Intact termite heads in the feces of a blindsnake
From Mizuno & Kojima 2015
Why do blindsnakes remove the heads of their prey? One reason might be that termite heads contain glands full of toxic chemicals called terpenes. But, unlike predators that remove the skin of various amphibians to avoid the toxins in their skin glands, blindsnakes don't always remove the heads of their prey, suggesting that they aren't that susceptible to terpene poisoning. It's even been suggested that some blindsnakes might be sequestering defensive chemicals from the ants and termites that they eat, just as gartersnakes sequester tetrodotoxin from newts, in which case they might actually prefer the part of the termite with more chemicals. A more likely hypothesis is that the heads are less digestible than the termites' bodies. Between 26 and 100% of the termite heads consumed by blindsnakes in Mizuno & Kojima's experiment remained undigested in the snakes' feces.

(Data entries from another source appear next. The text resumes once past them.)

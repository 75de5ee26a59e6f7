//! Severity levels for log entries.

use std::fmt;
use std::str::FromStr;

use serde::{Deserialize, Serialize};

/// The severity of a log entry.
///
/// Levels are spaced ten apart so that intermediate custom levels can be
/// expressed numerically without colliding with the named ones.
#[derive(Debug, Clone, Copy, Default, PartialEq, Eq, PartialOrd, Ord, Hash, Serialize, Deserialize)]
#[serde(rename_all = "lowercase")]
pub enum Severity {
    /// No severity has been assigned.
    #[default]
    Default,
    /// Fine-grained debugging information.
    Trace,
    /// Debugging information.
    Debug,
    /// Routine information.
    Info,
    /// Normal but significant events.
    Notice,
    /// Something unexpected that does not impair operation.
    #[serde(alias = "warn")]
    Warning,
    /// An error occurred.
    #[serde(alias = "err")]
    Error,
    /// A critical error occurred.
    #[serde(alias = "crit")]
    Critical,
    /// Action must be taken immediately.
    Alert,
    /// The system is unusable.
    Emergency,
    /// Several systems are unusable.
    Catastrophe,
}

impl Severity {
    /// The numeric level of this severity.
    #[must_use]
    pub fn value(self) -> u8 {
        match self {
            Severity::Default => 0,
            Severity::Trace => 10,
            Severity::Debug => 20,
            Severity::Info => 30,
            Severity::Notice => 40,
            Severity::Warning => 50,
            Severity::Error => 60,
            Severity::Critical => 70,
            Severity::Alert => 80,
            Severity::Emergency => 90,
            Severity::Catastrophe => 100,
        }
    }

    /// The severity for an exact numeric level, if one is named.
    #[must_use]
    pub fn from_value(value: i64) -> Option<Self> {
        match value {
            0 => Some(Severity::Default),
            10 => Some(Severity::Trace),
            20 => Some(Severity::Debug),
            30 => Some(Severity::Info),
            40 => Some(Severity::Notice),
            50 => Some(Severity::Warning),
            60 => Some(Severity::Error),
            70 => Some(Severity::Critical),
            80 => Some(Severity::Alert),
            90 => Some(Severity::Emergency),
            100 => Some(Severity::Catastrophe),
            _ => None,
        }
    }

    /// The canonical lowercase name of this severity.
    #[must_use]
    pub fn as_str(self) -> &'static str {
        match self {
            Severity::Default => "default",
            Severity::Trace => "trace",
            Severity::Debug => "debug",
            Severity::Info => "info",
            Severity::Notice => "notice",
            Severity::Warning => "warning",
            Severity::Error => "error",
            Severity::Critical => "critical",
            Severity::Alert => "alert",
            Severity::Emergency => "emergency",
            Severity::Catastrophe => "catastrophe",
        }
    }
}

impl fmt::Display for Severity {
    fn fmt(&self, f: &mut fmt::Formatter<'_>) -> fmt::Result {
        f.write_str(self.as_str())
    }
}

impl FromStr for Severity {
    type Err = UnknownSeverity;

    /// Parse a severity name, case-insensitively. Accepts the aliases
    /// `warn`, `err`, and `crit`.
    fn from_str(s: &str) -> Result<Self, Self::Err> {
        match s.to_ascii_lowercase().as_str() {
            "default" => Ok(Severity::Default),
            "trace" => Ok(Severity::Trace),
            "debug" => Ok(Severity::Debug),
            "info" => Ok(Severity::Info),
            "notice" => Ok(Severity::Notice),
            "warning" | "warn" => Ok(Severity::Warning),
            "error" | "err" => Ok(Severity::Error),
            "critical" | "crit" => Ok(Severity::Critical),
            "alert" => Ok(Severity::Alert),
            "emergency" => Ok(Severity::Emergency),
            "catastrophe" => Ok(Severity::Catastrophe),
            _ => Err(UnknownSeverity(s.to_string())),
        }
    }
}

/// The string did not name a severity.
#[derive(Debug, thiserror::Error)]
#[error("unknown severity: {0}")]
pub struct UnknownSeverity(pub String);

#[cfg(test)]
mod tests {
    use super::*;

    #[test]
    fn ordering_follows_levels() {
        assert!(Severity::Trace < Severity::Debug);
        assert!(Severity::Error < Severity::Catastrophe);
        assert_eq!(Severity::Warning.value(), 50);
    }

    #[test]
    fn parses_aliases() {
        assert_eq!("WARN".parse::<Severity>().unwrap(), Severity::Warning);
        assert_eq!("err".parse::<Severity>().unwrap(), Severity::Error);
        assert_eq!("crit".parse::<Severity>().unwrap(), Severity::Critical);
        assert!("loud".parse::<Severity>().is_err());
    }

    #[test]
    fn serde_round_trip() {
        let json = serde_json::to_string(&Severity::Notice).unwrap();
        assert_eq!(json, "\"notice\"");
        let back: Severity = serde_json::from_str("\"warn\"").unwrap();
        assert_eq!(back, Severity::Warning);
    }
}
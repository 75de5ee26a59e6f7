//! The transformer archetype: synchronous mutate-and-forward.

use std::sync::Arc;

use lumber_entry::Entry;
use serde::Deserialize;
use tokio_util::sync::CancellationToken;
use tracing::warn;

use crate::error::{BuildError, ProcessError};
use crate::helper::{BasicConfig, BasicOperator, WriterConfig, WriterOperator};
use crate::operator::Operator;

/// What to do with an entry whose transformation failed.
#[derive(Debug, Clone, Copy, Default, PartialEq, Eq, Deserialize)]
#[serde(rename_all = "lowercase")]
pub enum OnError {
    /// Return the error to the caller and do not forward the entry.
    Drop,
    /// Forward the entry as-is and log the failure at warn.
    #[default]
    Send,
}

/// Configuration shared by transformer operators.
#[derive(Debug, Clone, Deserialize)]
pub struct TransformerConfig {
    /// Identity fields.
    #[serde(flatten)]
    pub basic: BasicConfig,
    /// Downstream references.
    #[serde(flatten)]
    pub writer: WriterConfig,
    /// Failure policy. Defaults to `send`.
    #[serde(default)]
    pub on_error: OnError,
}

impl TransformerConfig {
    /// The node's id.
    #[must_use]
    pub fn id(&self) -> &str {
        &self.basic.id
    }

    /// The node's type.
    #[must_use]
    pub fn operator_type(&self) -> &str {
        &self.basic.operator_type
    }

    /// The declared downstream ids.
    #[must_use]
    pub fn output_ids(&self) -> Vec<String> {
        self.writer.output_ids()
    }

    /// Move the node and its references into `namespace`.
    pub fn set_namespace(&mut self, namespace: &str, exclusions: &[String]) {
        self.basic.set_namespace(namespace, exclusions);
        self.writer.set_namespace(namespace, exclusions);
    }

    /// Build the transformer half of the runtime operator.
    pub fn build(&self) -> Result<TransformerOperator, BuildError> {
        Ok(TransformerOperator {
            basic: self.basic.build()?,
            writer: self.writer.build(),
            on_error: self.on_error,
        })
    }
}

/// Runtime half shared by transformer operators.
pub struct TransformerOperator {
    basic: BasicOperator,
    writer: WriterOperator,
    on_error: OnError,
}

impl TransformerOperator {
    /// The operator's id.
    #[must_use]
    pub fn id(&self) -> &str {
        self.basic.id()
    }

    /// The operator's type.
    #[must_use]
    pub fn operator_type(&self) -> &str {
        self.basic.operator_type()
    }

    /// The configured failure policy.
    #[must_use]
    pub fn on_error(&self) -> OnError {
        self.on_error
    }

    /// The resolved downstream operators.
    #[must_use]
    pub fn outputs(&self) -> Vec<Arc<dyn Operator>> {
        self.writer.outputs()
    }

    /// Resolve the downstream references.
    pub fn set_outputs(&self, outputs: Vec<Arc<dyn Operator>>) -> Result<(), BuildError> {
        self.writer.set_outputs(self.id(), outputs)
    }

    /// Forward an entry downstream without transforming it.
    pub async fn write(&self, ctx: &CancellationToken, entry: Entry) -> Result<(), ProcessError> {
        self.writer.write(ctx, entry).await
    }

    /// Apply `transform` to the entry and forward it downstream,
    /// honoring the failure policy when the transformation errors.
    pub async fn process_with<F>(
        &self,
        ctx: &CancellationToken,
        mut entry: Entry,
        transform: F,
    ) -> Result<(), ProcessError>
    where
        F: FnOnce(&mut Entry) -> Result<(), ProcessError>,
    {
        match transform(&mut entry) {
            Ok(()) => self.writer.write(ctx, entry).await,
            Err(err) => self.handle_failure(ctx, entry, err).await,
        }
    }

    /// Apply the failure policy to an entry whose transformation failed.
    ///
    /// `drop` returns the error without forwarding; `send` warns and
    /// forwards the entry in whatever state the transformation left it.
    pub async fn handle_failure(
        &self,
        ctx: &CancellationToken,
        entry: Entry,
        err: ProcessError,
    ) -> Result<(), ProcessError> {
        match self.on_error {
            OnError::Drop => Err(err),
            OnError::Send => {
                warn!(
                    operator_id = self.id(),
                    operator_type = self.operator_type(),
                    error = %err,
                    "entry transformation failed, forwarding entry",
                );
                self.writer.write(ctx, entry).await
            }
        }
    }
}
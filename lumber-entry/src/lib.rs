#![deny(missing_docs)]
//! Log entry data model for lumber.
//!
//! Defines [`Entry`] (the in-flight log record), [`Field`] (a path language
//! for addressing values inside an entry), and [`Severity`]. Entries are
//! created by input operators and flow through the pipeline by value; one
//! operator owns an entry at any moment.

mod entry;
mod field;
mod severity;

pub use entry::Entry;
pub use field::{Field, FieldError};
pub use severity::{Severity, UnknownSeverity};

/// The dynamic value stored in an entry's record.
///
/// Maps preserve insertion order, which field addressing and serialized
/// output both rely on.
pub type Value = serde_json::Value;
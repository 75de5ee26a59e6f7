//! Error types for config resolution and pipeline lifecycle.

use std::fmt;
use std::path::PathBuf;

use lumber_operator::error::{BuildError, OperatorError};

/// A fatal problem turning declarative configuration into a pipeline.
#[derive(Debug, thiserror::Error)]
pub enum ConfigError {
    /// An operator factory rejected its configuration.
    #[error(transparent)]
    Build(#[from] BuildError),

    /// Two expanded nodes share an id.
    #[error("duplicate operator id `{0}`")]
    DuplicateId(String),

    /// The pipeline has no nodes.
    #[error("pipeline configuration is empty")]
    Empty,

    /// A node that sends entries downstream terminates the pipeline.
    #[error(
        "operator `{id}` terminates the pipeline but is not an output operator; \
         declare an `output` for it or end the pipeline with an output"
    )]
    MissingTerminal {
        /// The offending operator's id.
        id: String,
    },

    /// The operator graph contains a cycle.
    #[error("pipeline contains a cycle through: {0}")]
    Cycle(String),

    /// A plugin template is malformed or was rendered with bad
    /// parameters.
    #[error("template `{name}`: {message}")]
    Template {
        /// The template's name.
        name: String,
        /// What went wrong.
        message: String,
    },

    /// Custom templates expand through each other past the depth bound.
    #[error("template expansion exceeded the nesting limit at `{0}`")]
    RecursionLimit(String),

    /// A config file could not be read.
    #[error("failed to read `{path}`: {source}")]
    Io {
        /// The file that failed.
        path: PathBuf,
        /// The I/O failure.
        #[source]
        source: std::io::Error,
    },

    /// A config or template file is not valid YAML.
    #[error("invalid YAML: {0}")]
    Yaml(#[from] serde_yaml::Error),
}

/// A failed pipeline start.
#[derive(Debug, Clone, thiserror::Error)]
pub enum PipelineError {
    /// `start` was called on a pipeline that is already running.
    #[error("pipeline already started")]
    AlreadyStarted,

    /// `start` was called after `stop`.
    #[error("pipeline has been stopped")]
    Stopped,

    /// An operator failed to start; already-started operators were
    /// stopped again.
    #[error(transparent)]
    Operator(#[from] OperatorError),
}

/// The aggregate of operator failures from a best-effort stop.
///
/// Cloneable so a second `stop` call can return the same result without
/// doing any work.
#[derive(Debug, Clone)]
pub struct StopError {
    /// Every operator failure encountered, in stop order.
    pub failures: Vec<OperatorError>,
}

impl std::error::Error for StopError {}

impl fmt::Display for StopError {
    fn fmt(&self, f: &mut fmt::Formatter<'_>) -> fmt::Result {
        write!(f, "{} operator(s) failed to stop: ", self.failures.len())?;
        for (i, failure) in self.failures.iter().enumerate() {
            if i > 0 {
                f.write_str("; ")?;
            }
            write!(f, "{failure}")?;
        }
        Ok(())
    }
}
//! The in-flight log record.

use std::collections::HashMap;

use chrono::{DateTime, Utc};
use serde::{Deserialize, Serialize};

use crate::{Field, Severity, Value};

/// One log record flowing through the pipeline.
///
/// Created by input operators, mutated by transformers, and consumed by
/// outputs. An entry is owned by exactly one operator at a time; ownership
/// transfers on `process` and ends when the entry is flushed or dropped.
#[derive(Debug, Clone, PartialEq, Serialize, Deserialize)]
pub struct Entry {
    /// When the event the entry describes occurred.
    pub timestamp: DateTime<Utc>,
    /// The entry's severity.
    #[serde(default)]
    pub severity: Severity,
    /// The log body. Scalar, ordered map, or sequence.
    pub record: Value,
    /// Attributes of the entity that produced the entry.
    #[serde(default)]
    pub resource: HashMap<String, String>,
    /// Attributes attached during processing.
    #[serde(default)]
    pub labels: HashMap<String, String>,
}

impl Entry {
    /// Create an empty entry stamped with the current time.
    #[must_use]
    pub fn new() -> Self {
        Self {
            timestamp: Utc::now(),
            severity: Severity::Default,
            record: Value::Null,
            resource: HashMap::new(),
            labels: HashMap::new(),
        }
    }

    /// Create an entry with the given record, stamped with the current time.
    #[must_use]
    pub fn from_record(record: impl Into<Value>) -> Self {
        let mut entry = Self::new();
        entry.record = record.into();
        entry
    }

    /// Read the value at `field`. Returns `None` when any path component
    /// is missing. Never mutates the entry.
    #[must_use]
    pub fn get(&self, field: &Field) -> Option<Value> {
        field.get(self)
    }

    /// Write `value` at `field`, creating intermediate maps as needed.
    pub fn set(&mut self, field: &Field, value: impl Into<Value>) {
        field.set(self, value.into());
    }

    /// Remove the value at `field`, returning it if it was present.
    pub fn delete(&mut self, field: &Field) -> Option<Value> {
        field.delete(self)
    }
}

impl Default for Entry {
    fn default() -> Self {
        Self::new()
    }
}

#[cfg(test)]
mod tests {
    use super::*;
    use serde_json::json;

    #[test]
    fn new_entry_is_empty() {
        let entry = Entry::new();
        assert_eq!(entry.severity, Severity::Default);
        assert_eq!(entry.record, Value::Null);
        assert!(entry.resource.is_empty());
        assert!(entry.labels.is_empty());
    }

    #[test]
    fn from_record_sets_record() {
        let entry = Entry::from_record(json!({"message": "hello"}));
        assert_eq!(entry.record["message"], json!("hello"));
    }

    #[test]
    fn serde_round_trip() {
        let mut entry = Entry::from_record(json!({"a": 1}));
        entry.labels.insert("env".into(), "prod".into());
        let text = serde_json::to_string(&entry).unwrap();
        let back: Entry = serde_json::from_str(&text).unwrap();
        assert_eq!(entry, back);
    }
}
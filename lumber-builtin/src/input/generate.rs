//! Generate input: emits a configured record repeatedly.

use std::sync::Arc;
use std::time::Duration;

use async_trait::async_trait;
use lumber_entry::{Entry, Value};
use lumber_operator::config::{BuildContext, OperatorBuilder};
use lumber_operator::error::{BuildError, OperatorError};
use lumber_operator::helper::{InputConfig, InputOperator};
use lumber_operator::operator::Operator;
use serde::Deserialize;
use tokio_util::task::TaskTracker;
use tracing::warn;

/// Configuration of the `generate_input` operator.
///
/// Useful for demos, benchmarks, and drain tests: produces `count`
/// copies of `record` (0 means until stopped), optionally pacing them
/// with `interval`.
#[derive(Debug, Clone, Deserialize)]
pub struct GenerateInputConfig {
    /// Input archetype fields.
    #[serde(flatten)]
    pub input: InputConfig,
    /// The record each generated entry carries.
    pub record: Value,
    /// How many entries to produce; 0 produces until stopped.
    #[serde(default)]
    pub count: u64,
    /// Pause between entries.
    #[serde(default, with = "humantime_serde")]
    pub interval: Option<Duration>,
}

impl OperatorBuilder for GenerateInputConfig {
    fn id(&self) -> &str {
        self.input.id()
    }

    fn operator_type(&self) -> &str {
        self.input.operator_type()
    }

    fn output_ids(&self) -> Vec<String> {
        self.input.output_ids()
    }

    fn set_namespace(&mut self, namespace: &str, exclusions: &[String]) {
        self.input.set_namespace(namespace, exclusions);
    }

    fn build(&self, context: &BuildContext) -> Result<Arc<dyn Operator>, BuildError> {
        Ok(Arc::new(GenerateInput {
            input: Arc::new(self.input.build(context)?),
            record: self.record.clone(),
            count: self.count,
            interval: self.interval,
            tracker: TaskTracker::new(),
        }))
    }
}

/// The `generate_input` operator.
pub struct GenerateInput {
    input: Arc<InputOperator>,
    record: Value,
    count: u64,
    interval: Option<Duration>,
    tracker: TaskTracker,
}

#[async_trait]
impl Operator for GenerateInput {
    fn id(&self) -> &str {
        self.input.id()
    }

    fn operator_type(&self) -> &str {
        self.input.operator_type()
    }

    fn can_output(&self) -> bool {
        true
    }

    fn outputs(&self) -> Vec<Arc<dyn Operator>> {
        self.input.outputs()
    }

    fn set_outputs(&self, outputs: Vec<Arc<dyn Operator>>) -> Result<(), BuildError> {
        self.input.set_outputs(outputs)
    }

    fn can_process(&self) -> bool {
        false
    }

    async fn start(&self) -> Result<(), OperatorError> {
        let input = Arc::clone(&self.input);
        let record = self.record.clone();
        let count = self.count;
        let interval = self.interval;
        let token = self.input.cancellation().clone();
        self.tracker.spawn(async move {
            let mut produced: u64 = 0;
            while count == 0 || produced < count {
                if token.is_cancelled() {
                    break;
                }
                let entry = Entry::from_record(record.clone());
                if let Err(err) = input.write(&token, entry).await {
                    warn!(
                        operator_id = input.id(),
                        error = %err,
                        "downstream rejected entry",
                    );
                }
                produced += 1;
                if let Some(interval) = interval {
                    tokio::select! {
                        _ = tokio::time::sleep(interval) => {}
                        _ = token.cancelled() => break,
                    }
                }
            }
        });
        Ok(())
    }

    async fn stop(&self) -> Result<(), OperatorError> {
        self.input.cancellation().cancel();
        self.tracker.close();
        self.tracker.wait().await;
        Ok(())
    }
}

Additionally, the snakes preferred to eat the worker termites rather than the more heavily-armored soldier termites, and the few soldier termites they did eat were newly-molted. Removing the termites' scleritized heads might allow blindsnakes to pack more soft, squishy bodies into their stomachs, maximizing the nutrition they get out of their meals. It's a bit like you or me peeling a banana or an orange, or removing the husk from a coconut. Since soldier termites have pinching mandibles, removing their heads might also prevent the blindsnakes from being bitten from the inside, which is a bit like you or me...removing the horns of a cow before eating it, if we ate cows alive and whole, I guess?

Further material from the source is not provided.